If you are going back to larger federation like health care you have got global roles. If I am teacher at university, I have an approvement, I have a global role teacher and affiliation to the universities where I am teaching and this is the ABAC part.

Another example is bank branches. The person that has assigned the role branch manager and then you need a context because it is branch manager of a specific branch. You have OU. OU is a specific branch and you would pass it to a specific role. This is not RBAC. In RBAC you cannot pass.

It is a mandatory access system. We have in Austria in the government field someone who may only do what he should do, what is his responsibility.

I know that each MAC mandatory access control can be expressed in RBAC but not other way around.

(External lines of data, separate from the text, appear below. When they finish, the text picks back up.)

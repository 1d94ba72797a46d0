//! Note records and the typed payloads produced by validation.

use chrono::{DateTime, Utc};
use serde::{Deserialize, Serialize};

/// Store-assigned note identifier. Allocation starts at 1 and never reuses a value.
pub type NoteId = u64;

/// A persisted note.
#[derive(Debug, Clone, PartialEq, Eq, Serialize, Deserialize)]
pub struct Note {
    pub id: NoteId,
    pub text: String,
    pub date: DateTime<Utc>,
}

/// Validated payload of a create request.
#[derive(Debug, Clone, PartialEq, Eq)]
pub struct NewNote {
    pub text: String,
    pub date: Option<DateTime<Utc>>,
}

impl NewNote {
    pub fn new(text: impl Into<String>) -> Self {
        Self {
            text: text.into(),
            date: None,
        }
    }

    pub fn with_date(mut self, date: DateTime<Utc>) -> Self {
        self.date = Some(date);
        self
    }

    /// Materialize the record under `id`, defaulting `date` to `now`.
    pub fn into_note(self, id: NoteId, now: DateTime<Utc>) -> Note {
        Note {
            id,
            text: self.text,
            date: self.date.unwrap_or(now),
        }
    }
}

/// Validated payload of an update request. `None` keeps the stored value.
#[derive(Debug, Clone, Default, PartialEq, Eq)]
pub struct NoteChanges {
    pub text: Option<String>,
    pub date: Option<DateTime<Utc>>,
}

impl NoteChanges {
    pub fn is_empty(&self) -> bool {
        self.text.is_none() && self.date.is_none()
    }

    /// Merge onto `current`. The id is carried over untouched.
    pub fn apply(&self, current: &Note) -> Note {
        Note {
            id: current.id,
            text: self
                .text
                .clone()
                .unwrap_or_else(|| current.text.clone()),
            date: self.date.unwrap_or(current.date),
        }
    }
}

The typical use case when describing the system was fileX and RBAC is much more general.

The context management system is also good.

Why what we have in BBP is not mandatory to access control?

In mandatory access control, the policy forces you to assign certain access rights to an object.

Mandatory access control does not have any hierarchy concept. It is flat. With resource-specific labels are what we have … RBAC is more expressive but is more hierarchy process.

I don’t think we are different in a technical view. It is just terminology. Maybe I need to read the original paper from “Kuhn”.

In Austrian government: the main problem we have seen down there, most of the apps are pure relying on RBAC. It would have been better if we have had more focus on attribute-based access controls in this area.

We have a clear standard for geographical…

There is a limited standardization for regional and organizational construction. If you would have strict control, then we could have a very strict scheme which would be much easier to implement.

We have a standardized role parameter but it came very late. OKZ (OrganizationKennZahl) means organization ID.

We would be good if we had more standardized role parameters but it is good.

Conclusion: This code is an antipattern. You need to map the technical role in app to a function role (or whatever). First step from app role should be to provide the business readable name for the technical role. For most cases, in general, you have for these 80% standard function that would have VM manager. How much can we deploy? This is typical example form of RBAC. It is an additional attribute. These 6-7 roles are mapped into functional role. Within the application there is a role in a virtual machine. I would say it would be great to have global roles, but it is very difficult to define it. The university failed already.

In Austria, if you are working for businesses, say USP, there should be legally defined roles in laws and they could be mapped and they are mapped. You have roles for a public tender which are clearly defined but they failed to standardize their organizations as well.